She likes how he ties his tie, all efficient movements that still flex his biceps, but, like, totally cazh, like he's not even thinking about his musculature. He tucks his shirt in with precise little motions that don't leave a single wrinkle, and man, he's nice and trim, and she really needs to eat something, because she's spent this entire lunch hour she's been trapped in the hospital totally seeing Audrey's point of view, and that's a recipe for disaster.
Because Henry thinks of her as a project, not as someone who might just jump his bones if he keeps taking her seriously.
"Henry," she says, kicking off her heels and tucking her legs under her, "you've taught me so much." Of course she's taught him stuff too, like the futility of protesting her getting comfortable when she's on his couch. Probably Julia had just hovered over his furniture like a weightless feather. "I had no idea people other than eighty-year-old linguistics professors listened to stuff like this."
He doesn't take the bait. Maybe he knows her too well.

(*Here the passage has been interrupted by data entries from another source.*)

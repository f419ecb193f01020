//! Category reference data. Seeded once at startup and read-only afterwards.

use thiserror::Error;
use uuid::Uuid;

use crate::actor_framework::{Entity, FrameworkError};
use crate::domain::{Category, CategoryCreate};

#[derive(Debug, Clone, Error, PartialEq)]
pub enum CategoryError {
    #[error("Category not found: {0}")]
    NotFound(Uuid),
    #[error("Categories are read-only")]
    ReadOnly,
    #[error("Category validation error: {0}")]
    ValidationError(String),
    #[error("Category repository error: {0}")]
    Repository(String),
}

impl From<FrameworkError<CategoryError>> for CategoryError {
    fn from(err: FrameworkError<CategoryError>) -> Self {
        match err {
            FrameworkError::Entity(inner) => inner,
            FrameworkError::NotFound(id) => match Uuid::parse_str(&id) {
                Ok(id) => CategoryError::NotFound(id),
                Err(_) => CategoryError::Repository(format!("unknown category id {id}")),
            },
            other => CategoryError::Repository(other.to_string()),
        }
    }
}

impl Entity for Category {
    type Id = Uuid;
    type CreateParams = CategoryCreate;
    type Patch = ();
    type Filter = ();
    type Action = ();
    type ActionResult = ();
    type DeleteGuard = ();
    type Error = CategoryError;

    fn id(&self) -> &Uuid {
        &self.id
    }

    fn from_create_params(id: Uuid, params: CategoryCreate) -> Result<Self, CategoryError> {
        if params.name.trim().is_empty() {
            return Err(CategoryError::ValidationError("name is required".to_string()));
        }
        tracing::trace!(category = %params.name, "Seeding category");
        Ok(Self {
            id,
            name: params.name,
            description: params.description,
            color: params.color,
            icon: params.icon,
        })
    }

    fn on_update(&mut self, _patch: ()) -> Result<(), CategoryError> {
        Err(CategoryError::ReadOnly)
    }

    fn on_delete(&self, _guard: &()) -> Result<(), CategoryError> {
        Err(CategoryError::ReadOnly)
    }

    fn matches(&self, _filter: &()) -> bool {
        true
    }

    fn handle_action(&mut self, _action: ()) -> Result<(), CategoryError> {
        Ok(())
    }
}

It's not an uncomfortable thought. "Bach is a life-changer," he says, not a note of protest in his voice.
"Is that what they mean when they talk about your life flashing in front of your eyes?" she asks, and he gives her his exasperated grin, which is entirely too cute for comfort. "Why are you force-feeding me 'culture,' anyway?"
"Any kind of music by definition is culture, and I happen to like this stuff."

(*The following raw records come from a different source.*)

use std::collections::HashMap;
use std::fmt::{Debug, Display};
use std::hash::Hash;

use thiserror::Error;
use tokio::sync::{mpsc, oneshot};
use tracing::{debug, info, instrument};

// =============================================================================
// 1. THE ABSTRACTION (Traits with Hooks, Filters, and Actions)
// =============================================================================

/// Trait that any domain entity must implement to be managed by ResourceActor
pub trait Entity: Clone + Send + Sync + 'static {
    type Id: Eq + Hash + Clone + Send + Sync + Display + Debug;
    type CreateParams: Send + Sync + Debug;
    type Patch: Send + Sync + Debug;
    type Filter: Send + Sync + Debug;
    type Action: Send + Sync + Debug;
    type ActionResult: Send + Sync + Debug;
    /// Conditions a delete request asks the actor to recheck on the stored item.
    type DeleteGuard: Send + Sync + Debug;
    type Error: std::error::Error + Clone + Send + Sync + 'static;

    /// Get the ID of the entity
    fn id(&self) -> &Self::Id;

    /// Some entities are keyed by an identity that exists elsewhere (e.g. the
    /// auth user id). Returning `Some` bypasses the actor's id generator.
    fn requested_id(_params: &Self::CreateParams) -> Option<Self::Id> {
        None
    }

    /// Construct the full Entity from the ID and creation parameters
    fn from_create_params(id: Self::Id, params: Self::CreateParams) -> Result<Self, Self::Error>;

    // --- Lifecycle Hooks ---

    fn on_create(&mut self) -> Result<(), Self::Error> {
        Ok(())
    }
    fn on_update(&mut self, patch: Self::Patch) -> Result<(), Self::Error>;
    fn on_delete(&self, _guard: &Self::DeleteGuard) -> Result<(), Self::Error> {
        Ok(())
    }

    /// Whether this entity is selected by a list/count filter
    fn matches(&self, filter: &Self::Filter) -> bool;

    /// Handle a custom domain-specific action
    fn handle_action(&mut self, action: Self::Action) -> Result<Self::ActionResult, Self::Error>;
}

/// Errors produced by the framework itself, wrapping the entity's own errors.
#[derive(Debug, Clone, Error, PartialEq)]
pub enum FrameworkError<E> {
    #[error("actor closed")]
    ActorClosed,
    #[error("actor dropped the response")]
    ActorDropped,
    #[error("item not found: {0}")]
    NotFound(String),
    #[error("item already exists: {0}")]
    AlreadyExists(String),
    #[error("{0}")]
    Entity(E),
}

/// 1-based pagination window for list requests.
#[derive(Debug, Clone, Copy, PartialEq, Eq, Hash)]
pub struct Page {
    pub page: u32,
    pub limit: u32,
}

impl Page {
    pub fn new(page: u32, limit: u32) -> Self {
        Self { page: page.max(1), limit }
    }

    fn offset(&self) -> usize {
        (self.page.max(1) as usize - 1) * self.limit as usize
    }
}

// =============================================================================
// 2. THE GENERIC MESSAGES
// =============================================================================

pub type Response<T, E> = oneshot::Sender<Result<T, FrameworkError<E>>>;

#[derive(Debug)]
pub enum ResourceRequest<T: Entity> {
    Create {
        params: T::CreateParams,
        respond_to: Response<T, T::Error>,
    },
    Get {
        id: T::Id,
        respond_to: Response<Option<T>, T::Error>,
    },
    Update {
        id: T::Id,
        patch: T::Patch,
        respond_to: Response<T, T::Error>,
    },
    Delete {
        id: T::Id,
        guard: T::DeleteGuard,
        respond_to: Response<(), T::Error>,
    },
    List {
        filter: T::Filter,
        page: Option<Page>,
        respond_to: Response<Vec<T>, T::Error>,
    },
    Count {
        filter: T::Filter,
        respond_to: Response<u64, T::Error>,
    },
    Action {
        id: T::Id,
        action: T::Action,
        respond_to: Response<T::ActionResult, T::Error>,
    },
}

// =============================================================================
// 3. THE GENERIC ACTOR SERVER
// =============================================================================

/// Owns the store for one entity type and serves requests one at a time.
///
/// Hooks and actions run against a copy of the stored item; the copy only
/// replaces the stored item when the hook succeeds, so a rejected update or
/// action never leaves a partially mutated record behind.
pub struct ResourceActor<T: Entity> {
    receiver: mpsc::Receiver<ResourceRequest<T>>,
    store: HashMap<T::Id, T>,
    insertion_order: Vec<T::Id>,
    next_id_fn: Box<dyn Fn() -> T::Id + Send + Sync>,
}

impl<T: Entity> ResourceActor<T> {
    pub fn new(
        buffer_size: usize,
        next_id_fn: impl Fn() -> T::Id + Send + Sync + 'static,
    ) -> (Self, ResourceClient<T>) {
        let (sender, receiver) = mpsc::channel(buffer_size);
        let actor = Self {
            receiver,
            store: HashMap::new(),
            insertion_order: Vec::new(),
            next_id_fn: Box::new(next_id_fn),
        };
        let client = ResourceClient { sender };
        (actor, client)
    }

    #[instrument(name = "resource_actor", skip(self), fields(entity = std::any::type_name::<T>()))]
    pub async fn run(mut self) {
        info!("ResourceActor starting");
        while let Some(msg) = self.receiver.recv().await {
            match msg {
                ResourceRequest::Create { params, respond_to } => {
                    let _ = respond_to.send(self.handle_create(params));
                }
                ResourceRequest::Get { id, respond_to } => {
                    let _ = respond_to.send(Ok(self.store.get(&id).cloned()));
                }
                ResourceRequest::Update { id, patch, respond_to } => {
                    let _ = respond_to.send(self.handle_update(id, patch));
                }
                ResourceRequest::Delete { id, guard, respond_to } => {
                    let _ = respond_to.send(self.handle_delete(id, &guard));
                }
                ResourceRequest::List { filter, page, respond_to } => {
                    let _ = respond_to.send(Ok(self.handle_list(&filter, page)));
                }
                ResourceRequest::Count { filter, respond_to } => {
                    let count = self.store.values().filter(|item| item.matches(&filter)).count();
                    let _ = respond_to.send(Ok(count as u64));
                }
                ResourceRequest::Action { id, action, respond_to } => {
                    let _ = respond_to.send(self.handle_action(id, action));
                }
            }
        }
        info!("ResourceActor stopped");
    }

    fn handle_create(&mut self, params: T::CreateParams) -> Result<T, FrameworkError<T::Error>> {
        let id = T::requested_id(&params).unwrap_or_else(|| (self.next_id_fn)());
        if self.store.contains_key(&id) {
            debug!(%id, "Create rejected: id already in use");
            return Err(FrameworkError::AlreadyExists(id.to_string()));
        }
        let mut item = T::from_create_params(id.clone(), params).map_err(FrameworkError::Entity)?;
        item.on_create().map_err(FrameworkError::Entity)?;
        self.store.insert(id.clone(), item.clone());
        self.insertion_order.push(id);
        Ok(item)
    }

    fn handle_update(&mut self, id: T::Id, patch: T::Patch) -> Result<T, FrameworkError<T::Error>> {
        let stored = self
            .store
            .get_mut(&id)
            .ok_or_else(|| FrameworkError::NotFound(id.to_string()))?;
        let mut candidate = stored.clone();
        candidate.on_update(patch).map_err(FrameworkError::Entity)?;
        *stored = candidate.clone();
        Ok(candidate)
    }

    fn handle_delete(&mut self, id: T::Id, guard: &T::DeleteGuard) -> Result<(), FrameworkError<T::Error>> {
        let item = self
            .store
            .get(&id)
            .ok_or_else(|| FrameworkError::NotFound(id.to_string()))?;
        item.on_delete(guard).map_err(FrameworkError::Entity)?;
        self.store.remove(&id);
        self.insertion_order.retain(|existing| existing != &id);
        Ok(())
    }

    /// Newest first.
    fn handle_list(&self, filter: &T::Filter, page: Option<Page>) -> Vec<T> {
        let matching = self
            .insertion_order
            .iter()
            .rev()
            .filter_map(|id| self.store.get(id))
            .filter(|item| item.matches(filter))
            .cloned();
        match page {
            Some(page) => matching.skip(page.offset()).take(page.limit as usize).collect(),
            None => matching.collect(),
        }
    }

    fn handle_action(
        &mut self,
        id: T::Id,
        action: T::Action,
    ) -> Result<T::ActionResult, FrameworkError<T::Error>> {
        let stored = self
            .store
            .get_mut(&id)
            .ok_or_else(|| FrameworkError::NotFound(id.to_string()))?;
        let mut candidate = stored.clone();
        let result = candidate.handle_action(action).map_err(FrameworkError::Entity)?;
        *stored = candidate;
        Ok(result)
    }
}

// =============================================================================
// 4. THE GENERIC CLIENT
// =============================================================================

pub struct ResourceClient<T: Entity> {
    sender: mpsc::Sender<ResourceRequest<T>>,
}

impl<T: Entity> Clone for ResourceClient<T> {
    fn clone(&self) -> Self {
        Self { sender: self.sender.clone() }
    }
}

impl<T: Entity> ResourceClient<T> {
    pub fn new(sender: mpsc::Sender<ResourceRequest<T>>) -> Self {
        Self { sender }
    }

    async fn call<R>(
        &self,
        build: impl FnOnce(Response<R, T::Error>) -> ResourceRequest<T>,
    ) -> Result<R, FrameworkError<T::Error>> {
        let (respond_to, response) = oneshot::channel();
        self.sender
            .send(build(respond_to))
            .await
            .map_err(|_| FrameworkError::ActorClosed)?;
        response.await.map_err(|_| FrameworkError::ActorDropped)?
    }

    pub async fn create(&self, params: T::CreateParams) -> Result<T, FrameworkError<T::Error>> {
        self.call(|respond_to| ResourceRequest::Create { params, respond_to }).await
    }

    pub async fn get(&self, id: T::Id) -> Result<Option<T>, FrameworkError<T::Error>> {
        self.call(|respond_to| ResourceRequest::Get { id, respond_to }).await
    }

    pub async fn update(&self, id: T::Id, patch: T::Patch) -> Result<T, FrameworkError<T::Error>> {
        self.call(|respond_to| ResourceRequest::Update { id, patch, respond_to }).await
    }

    /// Removes the item once `on_delete` accepts `guard` against the stored copy.
    pub async fn delete(&self, id: T::Id, guard: T::DeleteGuard) -> Result<(), FrameworkError<T::Error>> {
        self.call(|respond_to| ResourceRequest::Delete { id, guard, respond_to }).await
    }

    pub async fn list(
        &self,
        filter: T::Filter,
        page: Option<Page>,
    ) -> Result<Vec<T>, FrameworkError<T::Error>> {
        self.call(|respond_to| ResourceRequest::List { filter, page, respond_to }).await
    }

    pub async fn count(&self, filter: T::Filter) -> Result<u64, FrameworkError<T::Error>> {
        self.call(|respond_to| ResourceRequest::Count { filter, respond_to }).await
    }

    pub async fn perform_action(
        &self,
        id: T::Id,
        action: T::Action,
    ) -> Result<T::ActionResult, FrameworkError<T::Error>> {
        self.call(|respond_to| ResourceRequest::Action { id, action, respond_to }).await
    }
}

"Yeah, but you like other stuff too." He does, because she remembers talking him through how to put an endless array of 1970s soul albums on his phone, which, random was not even the word to describe that afternoon. He nods pleasantly at her and makes no move to stop the plinky death throes of a thousand harpsichords. "Whatevs, we should eat. Let's order food."
Right on cue, he says, "I've got salad fixings in the fridge." Dude is obsessed with big salads.
"And, like, an army's worth of yogurt. I thought you were lactose-intolerant."
"I am, but the bacteria in yogurt -"
Oh, he set her up so sweet for this. "Not everything is about culture, Henry."
His eyes go round in surprise and then he's laughing, these deep vibrations that make the whole couch buzz. His head's tipped back and his throat is strong and smooth and entirely delectable. She's going to dream about the arrowhead shape of his jawline for the rest of her natural-born life.
"Nicely played, my friend," he says, and she realizes she's been sitting there like a dummy, knees pulled up to her chest, just watching him laugh and letting the sound of it ripple through her. "Shall I order pizza for us?"
"You have no idea how good that sounds right now. Why is it so cold in here? Ooh, and get garlic knots with marinara to dip them in. And -"
"Here," he says, tossing her his phone. "You call - you know what I like anyway. I'll be right back."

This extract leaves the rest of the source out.